Hans Kluge, the WHO Europe director, told the media  that the Covid-19 pandemic has entered a new phase with the Omicron variant, which could infect 60 percent of people in Europe by March, and that could eventually bring the pandemic to an end.

“It is plausible that the region is moving towards a kind of pandemic endgame,” Hans Kluge told media, although urging necessary caution due to the virus's ability to mutate.

The Omicron variant, which studies have shown generally leads to less severe infection among vaccinated people than Delta, has raised long-awaited hopes that Covid-19 is starting to shift from a pandemic to a more manageable endemic illness like seasonal flu.

The WHO official's comments instill some hope for Europe, currently reeling under the highly transmissible Omicron-led wave, but also has a message for the rest of the world.

Kluge said that once the current surge of cases in Europe subsides, “there will be for quite some weeks and months a global immunity, either thanks to the vaccine or because people have immunity due to the infection, and also lowering seasonality.”

Covid-19 may still make a return near the end of the year; however, that does not necessarily equate to the “pandemic” returning, he said.

"So we anticipate that there will be a period of quiet before Covid-19 may come back towards the end of the year, but not necessarily the pandemic coming back," Kluge was quoted as saying.

It is likely that the coronavirus disease will be returning as an endemic, but that is a more favourable situation compared to the current scenario, said the WHO Europe director.

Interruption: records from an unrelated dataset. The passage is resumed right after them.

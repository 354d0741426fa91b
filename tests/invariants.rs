//! Property tests over random battles
//!
//! Run with: PROPTEST_CASES=5000 cargo test --release --test invariants

#![allow(clippy::unwrap_used)]

use proptest::prelude::*;

use habit_arena::battle::*;
use habit_arena::core::types::Tier;
use habit_arena::core::BattleConfig;
use habit_arena::ports::ProgressionRecord;

const CATALOG: &str = include_str!("../data/enemies.toml");

fn action(code: u8) -> PlayerAction {
    match code % 10 {
        0 | 1 | 2 => PlayerAction::Attack,
        3 => PlayerAction::Defend,
        4 => PlayerAction::Special,
        5 => PlayerAction::Flee,
        n => PlayerAction::UseItem(ItemKind::ALL[(n as usize + code as usize / 10) % ItemKind::ALL.len()]),
    }
}

fn session(enemy_index: usize, level: u32, seed: u64) -> BattleSession {
    let catalog = TomlCatalog::from_toml_str(CATALOG).unwrap();
    let definitions: Vec<&EnemyDefinition> = catalog.iter().collect();
    let definition = definitions[enemy_index % definitions.len()];

    let mut record = ProgressionRecord {
        level,
        ..Default::default()
    };
    for item in ItemKind::ALL {
        record = record.with_item(item.item_id(), 2);
    }
    let mut session = BattleSession::from_encounter(BattleConfig::default(), &record, definition, None, seed);
    session.start();
    session
}

fn assert_bounds(c: &Combatant) -> Result<(), TestCaseError> {
    prop_assert!(c.hp.value() <= c.hp.max());
    prop_assert!(c.attack.value() <= c.attack.max());
    prop_assert!(c.defense.value() <= c.defense.max());
    prop_assert!(c.attack.max() <= GAUGE_MAX);
    if let Some(focus) = c.focus {
        prop_assert!(focus.value() <= GAUGE_MAX);
    }
    Ok(())
}

proptest! {
    #![proptest_config(ProptestConfig::with_cases(300))]

    /// Random play never breaks gauge bounds, and rejections never mutate
    #[test]
    fn prop_random_battles_hold_invariants(
        seed in any::<u64>(),
        enemy_index in 0usize..32,
        level in 1u32..=8,
        codes in prop::collection::vec(any::<u8>(), 1..80),
    ) {
        let mut session = session(enemy_index, level, seed);
        let mut enemy_turns = session.enemy_turns();

        for code in codes {
            let action = action(code);
            let before_state = session.state();
            let before_player = session.player().snapshot();
            let before_enemy = session.enemy().snapshot();
            let before_items = session.inventory().clone();
            let before_log = session.log().len();

            match session.submit(action) {
                Ok(state) => {
                    prop_assert!(state == BattleState::PlayerTurn || state.is_terminal());
                    prop_assert!(session.enemy_turns() >= enemy_turns);
                }
                Err(err) => {
                    prop_assert!(err.is_rejection(), "unexpected error {err}");
                    prop_assert_eq!(session.state(), before_state);
                    prop_assert_eq!(session.player().snapshot(), before_player);
                    prop_assert_eq!(session.enemy().snapshot(), before_enemy);
                    prop_assert_eq!(session.inventory(), &before_items);
                    let narrated = session.log().len() - before_log;
                    if before_state.is_terminal() {
                        prop_assert_eq!(narrated, 0);
                    } else {
                        prop_assert_eq!(narrated, 1);
                    }
                }
            }
            enemy_turns = session.enemy_turns();

            assert_bounds(session.player())?;
            assert_bounds(session.enemy())?;

            if session.enemy().is_dead() {
                prop_assert_eq!(session.state(), BattleState::Victory);
            } else if session.player().is_dead() {
                prop_assert_eq!(session.state(), BattleState::Defeat);
            }
            if before_state.is_terminal() {
                prop_assert_eq!(session.state(), before_state);
            }
        }
    }

    /// Same seed, same script, same battle
    #[test]
    fn prop_battles_are_reproducible(
        seed in any::<u64>(),
        enemy_index in 0usize..32,
        codes in prop::collection::vec(any::<u8>(), 1..40),
    ) {
        let mut a = session(enemy_index, 5, seed);
        let mut b = session(enemy_index, 5, seed);
        for code in codes {
            let ra = a.submit(action(code)).map_err(|e| e.to_string());
            let rb = b.submit(action(code)).map_err(|e| e.to_string());
            prop_assert_eq!(ra, rb);
        }
        prop_assert_eq!(a.log().entries(), b.log().entries());
    }
}

#[test]
fn test_flee_rate_matches_tier_one_chance() {
    let catalog = TomlCatalog::from_toml_str(CATALOG).unwrap();
    let slime = catalog.iter().find(|e| e.tier == Tier::new(1)).unwrap();
    let record = ProgressionRecord::default();

    let runs = 10_000;
    let mut fled = 0;
    for seed in 0..runs {
        let mut session = BattleSession::from_encounter(BattleConfig::default(), &record, slime, None, seed);
        session.start();
        if session.submit(PlayerAction::Flee).unwrap() == BattleState::Fled {
            fled += 1;
        }
    }
    let rate = fled as f64 / runs as f64;
    assert!((rate - 0.8).abs() <= 0.02, "flee rate {rate}");
}
use std::env;
use std::io::{self, prelude::*};

use env_logger;
use log;

use run_merge_sort::{ExecutionMode, ExternalSorter, ExternalSorterBuilder};

fn main() {
    env_logger::Builder::new().filter_level(log::LevelFilter::Debug).init();

    let mode: ExecutionMode = env::args()
        .nth(1)
        .map(|arg| arg.parse().unwrap())
        .unwrap_or_default();

    let sorter: ExternalSorter<String, io::Error> = ExternalSorterBuilder::new()
        .with_chunk_size(10_000)
        .with_mode(mode)
        .build()
        .unwrap();

    let mut sorted = sorter.sort(io::stdin().lock().lines()).unwrap();

    let mut output_writer = io::BufWriter::new(io::stdout().lock());
    for line in sorted.by_ref().map(Result::unwrap) {
        output_writer.write_all(format!("{}\n", line).as_bytes()).unwrap();
    }
    output_writer.flush().unwrap();

    for warning in sorted.release_warnings() {
        log::warn!("temporary run file not removed: {}", warning);
    }
}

There is a lot of talk about endemic but endemic means ... that it is possible to predict what's going to happen,” Kluge said. “This virus has surprised (us) more than once so we have to be very careful.”

In the WHO Europe region, which comprises 53 countries including several in Central Asia, Omicron represented 15 per cent of new cases as of January 18, compared to 6.3 percent a week earlier, the global health body said.